Workgroup環境で2台のPC（PC1、PC2とする）上に同一ユーザA（パスワードも同じ）を作成し、PC1からPC2上にあるPowershellスクリプト（test.ps1）をInvoke-Commnadで実行したいと考えています。

PC2には、ユーザAで作成した ConvertFrom-SecureStringを使って作成したユーザBのパスワードを保持しており、test.ps1内でこのパスワードをConvertTo-SecureStringで復元して、別PCの接続に利用しています。

PC2に、ユーザAでログインし、test.ps1を実行する分には問題なくパスワードが復元できますが、PC1からInvoke-CommandでPC2のtest.ps1を実行すると、題記の通り、Convertto-SecureString実行時に「指定された状態で使用するには無効なキーです。」のエラーが発生してしまいます。

test.ps1内で(Get-ChildItem Env:USERNAME).Valueを使って、実行ユーザを確認すると、ユーザAのアカウント名が表示されました。

しかし、ConvertTo-Securestringがエラーになるので、PC2では、ユーザAと判断されていないだと推測されます。

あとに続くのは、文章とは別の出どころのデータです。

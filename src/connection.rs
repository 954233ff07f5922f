//! The future-returning adapter around one raw driver connection.

use std::fmt;
use std::future::Future;
use std::sync::{Arc, Mutex};

use async_trait::async_trait;
use serde_json::Value;
use tracing::debug;

use crate::completion::{self, PendingOperation};
use crate::driver::{self, BinlogStream, ConnectionState, DoneCallback, Driver, Handshake};
use crate::error::ErrorContext;
use crate::event::{EventBridge, EventKind, EventPayload, ListenerId};
use crate::options::{BinlogStreamOptions, ChangeUserOptions, ConnectionOptions};
use crate::queryable::Queryable;
use crate::result_set::QueryResult;

/// The connection events re-emitted to adapter subscribers.
const FORWARDED_EVENTS: &[EventKind] = &[
    EventKind::Error,
    EventKind::Drain,
    EventKind::Connect,
    EventKind::End,
    EventKind::Enqueue,
];

/// A raw connection, either standalone or leased from a pool.
enum Raw {
    Plain(Arc<dyn driver::Connection>),
    Pooled(Arc<dyn driver::PoolConnection>),
}

impl Raw {
    fn connection(&self) -> &dyn driver::Connection {
        match self {
            Raw::Plain(conn) => conn.as_ref(),
            Raw::Pooled(conn) => conn.as_connection(),
        }
    }
}

/// A future-returning wrapper around one raw driver connection.
///
/// Every callback-taking driver operation becomes a future that settles
/// exactly once. Synchronous driver operations pass through unchanged. The
/// raw connection's `error`, `drain`, `connect`, `end` and `enqueue` events
/// reach subscribers registered through [`Connection::subscribe`].
pub struct Connection {
    raw: Raw,
    bridge: EventBridge,
}

impl Connection {
    /// Wrap a raw driver connection.
    pub fn new(raw: Arc<dyn driver::Connection>) -> Self {
        Self {
            raw: Raw::Plain(raw),
            bridge: EventBridge::new(FORWARDED_EVENTS),
        }
    }

    /// Wrap a connection leased from a pool. `release` and `destroy` then
    /// route through the pool's bookkeeping.
    pub fn pooled(raw: Arc<dyn driver::PoolConnection>) -> Self {
        Self {
            raw: Raw::Pooled(raw),
            bridge: EventBridge::new(FORWARDED_EVENTS),
        }
    }

    async fn control(
        &self,
        operation: &'static str,
        invoke: impl FnOnce(&dyn driver::Connection, DoneCallback),
    ) -> crate::Result<()> {
        let ctx = ErrorContext::new(operation);
        let (done, pending) = completion::channel(ctx);

        invoke(self.raw.connection(), Box::new(move |outcome| done.settle(outcome)));

        pending.settled().await
    }

    /// Ask the driver to run its handshake, resolving with the handshake
    /// parameters.
    pub async fn connect(&self) -> crate::Result<Handshake> {
        let ctx = ErrorContext::new("connect");
        let (done, pending) = completion::channel(ctx);

        self.raw.connection().connect(Box::new(move |outcome| done.settle(outcome)));

        pending.settled().await
    }

    pub async fn begin_transaction(&self) -> crate::Result<()> {
        self.control("begin_transaction", |conn, done| conn.begin_transaction(done)).await
    }

    pub async fn commit(&self) -> crate::Result<()> {
        self.control("commit", |conn, done| conn.commit(done)).await
    }

    pub async fn rollback(&self) -> crate::Result<()> {
        self.control("rollback", |conn, done| conn.rollback(done)).await
    }

    /// Check that the connection is alive. The driver reports no error
    /// through the ping callback, so the future always resolves once the
    /// driver answers.
    pub async fn ping(&self) -> crate::Result<()> {
        let ctx = ErrorContext::new("ping");
        let (done, pending) = completion::channel(ctx);

        self.raw.connection().ping(Box::new(move || done.resolve(())));

        pending.settled().await
    }

    /// Re-authenticate on the open connection.
    pub async fn change_user(&self, options: &ChangeUserOptions) -> crate::Result<()> {
        self.control("change_user", |conn, done| conn.change_user(options, done)).await
    }

    /// Close the connection once the queued statements have drained. The
    /// driver's completion takes no arguments, so the future always
    /// resolves.
    pub async fn end(&self) -> crate::Result<()> {
        let ctx = ErrorContext::new("end");
        let (done, pending) = completion::channel(ctx);

        self.raw.connection().end(Box::new(move || done.resolve(())));

        pending.settled().await
    }

    /// Hand a pooled connection back to its pool. On a connection that did
    /// not come from a pool this does nothing.
    pub fn release(&self) {
        match &self.raw {
            Raw::Pooled(conn) => conn.release(),
            Raw::Plain(_) => debug!("release called on a connection that did not come from a pool"),
        }
    }

    /// Tear the connection down without a clean shutdown. A pooled
    /// connection is evicted from its pool's registry instead.
    pub fn destroy(&self) {
        match &self.raw {
            Raw::Plain(conn) => conn.destroy(),
            Raw::Pooled(conn) => conn.evict(),
        }
    }

    /// Stop emitting rows until [`Connection::resume`] is called.
    pub fn pause(&self) {
        self.raw.connection().pause()
    }

    pub fn resume(&self) {
        self.raw.connection().resume()
    }

    /// Close the underlying socket.
    pub fn close(&self) {
        self.raw.connection().close()
    }

    /// Drop a statement from the driver's prepared statement cache.
    pub fn unprepare(&self, sql: &str) {
        self.raw.connection().unprepare(sql)
    }

    /// Open a replication stream over this connection.
    pub fn create_binlog_stream(&self, options: &BinlogStreamOptions) -> BinlogStream {
        self.raw.connection().create_binlog_stream(options)
    }

    /// The connection state as the driver reports it.
    pub fn state(&self) -> ConnectionState {
        self.raw.connection().state()
    }

    /// The server-side thread identifier, once connected.
    pub fn thread_id(&self) -> Option<u64> {
        self.raw.connection().thread_id()
    }

    /// Register a listener for the given event kind. Forwarding from the
    /// raw connection engages with the first subscriber for a kind and
    /// disengages with the last.
    pub fn subscribe(&self, kind: EventKind, listener: impl Fn(&EventPayload) + Send + Sync + 'static) -> ListenerId {
        self.bridge.subscribe(self.raw.connection().events(), kind, Arc::new(listener))
    }

    /// Remove a listener. Returns false when the id is not registered.
    pub fn unsubscribe(&self, id: ListenerId) -> bool {
        self.bridge.unsubscribe(self.raw.connection().events(), id)
    }
}

impl fmt::Debug for Connection {
    fn fmt(&self, f: &mut fmt::Formatter<'_>) -> fmt::Result {
        f.debug_struct("Connection")
            .field("state", &self.state())
            .finish_non_exhaustive()
    }
}

impl Drop for Connection {
    fn drop(&mut self) {
        self.bridge.detach_all(self.raw.connection().events());
    }
}

#[async_trait]
impl Queryable for Connection {
    async fn query(&self, sql: &str, params: &[Value]) -> crate::Result<QueryResult> {
        let conn = self.raw.connection();

        let text = if params.is_empty() {
            sql.to_string()
        } else {
            conn.format(sql, params)
        };

        completion::run_query(text, |done| conn.query(sql, params, done)).await
    }

    fn escape(&self, value: &Value) -> String {
        self.raw.connection().escape(value)
    }

    fn escape_id(&self, identifier: &str) -> String {
        self.raw.connection().escape_id(identifier)
    }

    fn format(&self, sql: &str, params: &[Value]) -> String {
        self.raw.connection().format(sql, params)
    }
}

/// Everything `create_connection` sets up before its future suspends.
struct ConnectRace {
    raw: Arc<dyn driver::Connection>,
    pending: PendingOperation<()>,
    listeners: RaceListeners,
}

/// Detaches the racing subscriptions when the race ends, whether it
/// settled or the caller dropped the future without awaiting it.
struct RaceListeners {
    raw: Arc<dyn driver::Connection>,
    connect_id: ListenerId,
    error_id: ListenerId,
}

impl Drop for RaceListeners {
    fn drop(&mut self) {
        let events = self.raw.events();
        events.unsubscribe(self.connect_id);
        events.unsubscribe(self.error_id);
    }
}

/// Open a connection and resolve once the driver signals a successful
/// handshake.
///
/// The raw connection is constructed before this returns; the driver
/// connects in the background. The first of the connection's one-time
/// `connect` and `error` events decides the outcome, and only the first: a
/// driver emitting both settles the future once. Construction errors
/// surface through the returned future as well. Dropping the future before
/// it settles detaches both subscriptions.
pub fn create_connection(
    driver: &dyn Driver,
    options: &ConnectionOptions,
) -> impl Future<Output = crate::Result<Connection>> {
    let race = prepare_connect_race(driver, options);

    async move {
        let race = race?;
        let outcome = race.pending.settled().await;

        drop(race.listeners);

        outcome?;

        Ok(Connection::new(race.raw))
    }
}

fn prepare_connect_race(driver: &dyn Driver, options: &ConnectionOptions) -> crate::Result<ConnectRace> {
    let raw = driver.connection(options)?;

    let ctx = ErrorContext::new("create_connection");
    let (done, pending) = completion::channel(ctx);

    // Whichever event fires first takes the completion out of the slot;
    // the loser finds it empty.
    let slot = Arc::new(Mutex::new(Some(done)));

    let connected = slot.clone();
    let connect_id = raw.events().subscribe(
        EventKind::Connect,
        Arc::new(move |_payload| {
            if let Some(done) = connected.lock().unwrap().take() {
                done.resolve(());
            }
        }),
    );

    let failed = slot;
    let error_id = raw.events().subscribe(
        EventKind::Error,
        Arc::new(move |payload| {
            if let Some(error) = payload.driver_error() {
                if let Some(done) = failed.lock().unwrap().take() {
                    done.reject(error.clone());
                }
            }
        }),
    );

    Ok(ConnectRace {
        raw: raw.clone(),
        pending,
        listeners: RaceListeners {
            raw,
            connect_id,
            error_id,
        },
    })
}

パスワードファイルの既存のものを使いながら、この問題を回避する方法がございましたら、ご教示頂きたくよろしくお願い致します。

Powershellのバージョンは5.1です。

Answer 1

チャブーンです。

この件ですが、文字列をSecureStringで暗号化して保存していると理解してます。

でこれですが、仕様上「暗号キーはローカルコンピューター上にのみ存在する」という制約があります。つまり、他のマシンで実行する場合、復号はできない制約がある、理解です。

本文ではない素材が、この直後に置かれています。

//! Repositories for `beneficiaries` and the `blacklist`.

use smartseed_core::types::DbId;
use sqlx::PgPool;

use crate::models::beneficiary::{Beneficiary, BlacklistEntry, CreateBeneficiary};

const COLUMNS: &str = "id, full_name, address, contact_number, email, created_at, updated_at";

pub struct BeneficiaryRepo;

impl BeneficiaryRepo {
    /// Insert a beneficiary within an existing transaction.
    ///
    /// Submissions never look up an existing beneficiary; every call creates
    /// a new row.
    pub(crate) async fn create_in_tx(
        tx: &mut sqlx::Transaction<'_, sqlx::Postgres>,
        input: &CreateBeneficiary,
    ) -> Result<Beneficiary, sqlx::Error> {
        let query = format!(
            "INSERT INTO beneficiaries (full_name, address, contact_number, email)
             VALUES ($1, $2, $3, $4)
             RETURNING {COLUMNS}"
        );
        sqlx::query_as::<_, Beneficiary>(&query)
            .bind(&input.full_name)
            .bind(&input.address)
            .bind(&input.contact_number)
            .bind(&input.email)
            .fetch_one(&mut **tx)
            .await
    }
}

pub struct BlacklistRepo;

impl BlacklistRepo {
    /// Blacklist a beneficiary within an existing transaction.
    ///
    /// Conflicts on `beneficiary_id` are ignored, so re-blacklisting is a
    /// no-op. Returns `true` when a new row was inserted.
    pub(crate) async fn insert_ignore_in_tx(
        tx: &mut sqlx::Transaction<'_, sqlx::Postgres>,
        beneficiary_id: DbId,
        reason: &str,
    ) -> Result<bool, sqlx::Error> {
        let result = sqlx::query(
            "INSERT INTO blacklist (beneficiary_id, reason, active)
             VALUES ($1, $2, TRUE)
             ON CONFLICT (beneficiary_id) DO NOTHING",
        )
        .bind(beneficiary_id)
        .bind(reason)
        .execute(&mut **tx)
        .await?;
        let inserted = result.rows_affected() > 0;
        if !inserted {
            tracing::debug!(beneficiary_id, "Beneficiary already blacklisted");
        }
        Ok(inserted)
    }

    /// List active blacklist entries, newest first.
    pub async fn list_active(pool: &PgPool) -> Result<Vec<BlacklistEntry>, sqlx::Error> {
        sqlx::query_as::<_, BlacklistEntry>(
            "SELECT bl.id, bl.beneficiary_id, b.full_name AS beneficiary_name,
                    bl.reason, bl.active, bl.created_at
             FROM blacklist bl
             LEFT JOIN beneficiaries b ON b.id = bl.beneficiary_id
             WHERE bl.active
             ORDER BY bl.created_at DESC, bl.id DESC",
        )
        .fetch_all(pool)
        .await
    }

    /// Number of blacklist rows for a beneficiary (0 or 1).
    pub async fn count_for_beneficiary(
        pool: &PgPool,
        beneficiary_id: DbId,
    ) -> Result<i64, sqlx::Error> {
        sqlx::query_scalar::<_, i64>("SELECT COUNT(*) FROM blacklist WHERE beneficiary_id = $1")
            .bind(beneficiary_id)
            .fetch_one(pool)
            .await
    }
}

ちなみに別コンピューターのアカウントは、セキュリティ的には別物となります。Windowsの「パススルー認証」という機能で、SMBアクセス(Windows認証)の便宜上、アカウント名とパスワード文字が同じなら同じユーザーとして扱う、というルールになっているだけです。

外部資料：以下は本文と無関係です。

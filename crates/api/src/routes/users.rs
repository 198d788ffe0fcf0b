use axum::routing::get;
use axum::Router;

use crate::handlers::users;
use crate::state::AppState;

/// Routes mounted at `/users`.
///
/// ```text
/// GET    /     -> list_users (?role=)
/// POST   /     -> create_user
/// ```
pub fn router() -> Router<AppState> {
    Router::new().route("/", get(users::list_users).post(users::create_user))
}
//! User entity model.

use serde::Serialize;
use smartseed_core::types::{DbId, Timestamp};
use sqlx::FromRow;

/// Full user row from the `users` table.
///
/// Contains the password hash -- never serialize this directly. Use
/// [`UserResponse`] for API output.
#[derive(Debug, Clone, FromRow)]
pub struct User {
    pub id: DbId,
    pub name: String,
    pub email: String,
    pub password_hash: String,
    pub role: String,
    pub phone: Option<String>,
    pub is_active: bool,
    pub created_at: Timestamp,
    pub updated_at: Timestamp,
}

/// Safe user representation for API responses (no password hash).
#[derive(Debug, Clone, FromRow, Serialize)]
pub struct UserResponse {
    pub id: DbId,
    pub name: String,
    pub email: String,
    pub role: String,
    pub phone: Option<String>,
    pub is_active: bool,
    pub created_at: Timestamp,
}

impl From<User> for UserResponse {
    fn from(user: User) -> Self {
        Self {
            id: user.id,
            name: user.name,
            email: user.email,
            role: user.role,
            phone: user.phone,
            is_active: user.is_active,
            created_at: user.created_at,
        }
    }
}

/// DTO for creating a user. The password must already be hashed.
#[derive(Debug, Clone)]
pub struct CreateUser {
    pub name: String,
    pub email: String,
    pub password_hash: String,
    pub role: String,
    pub phone: Option<String>,
}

こちらはユーザーマジックで何とかする、とはムリだと思いますので、別のやり方が必要だと思います。

• PC1からPC2にSMBセッションを開く(SMB3.0の暗号セッションを使います)
• PC1でパスワードを復号して、PC2のSMBに平文パスワードが書かれたファイルを生成
• PC2で生成されたファイルをリアルタイムに「検出」して以下の動作を自動実行させる
  • 生成ファイルから平文パスワードを読み込む
  • SecureString化して別のファイルを生成する
  • 元の生成ファイルを削除する

そうすれば、パスワード文字列を見られることなく、対応が可能なのではないでしょうか？特定フォルダー内で「(コピー・移動等も含め)ファイルが生成された」を検出するにはWMIの

__InstanceCreationEventクラスを使うと可能です。これを実際に使ったファイル検出とそのアクション(検出後に何をさせるのか)について、サンプルがあるようですので、以下を見ていただくといいかと思います。

https://ravichaganti.com/blog/monitoring-file-creation-using-wmi-and-powerevents-module/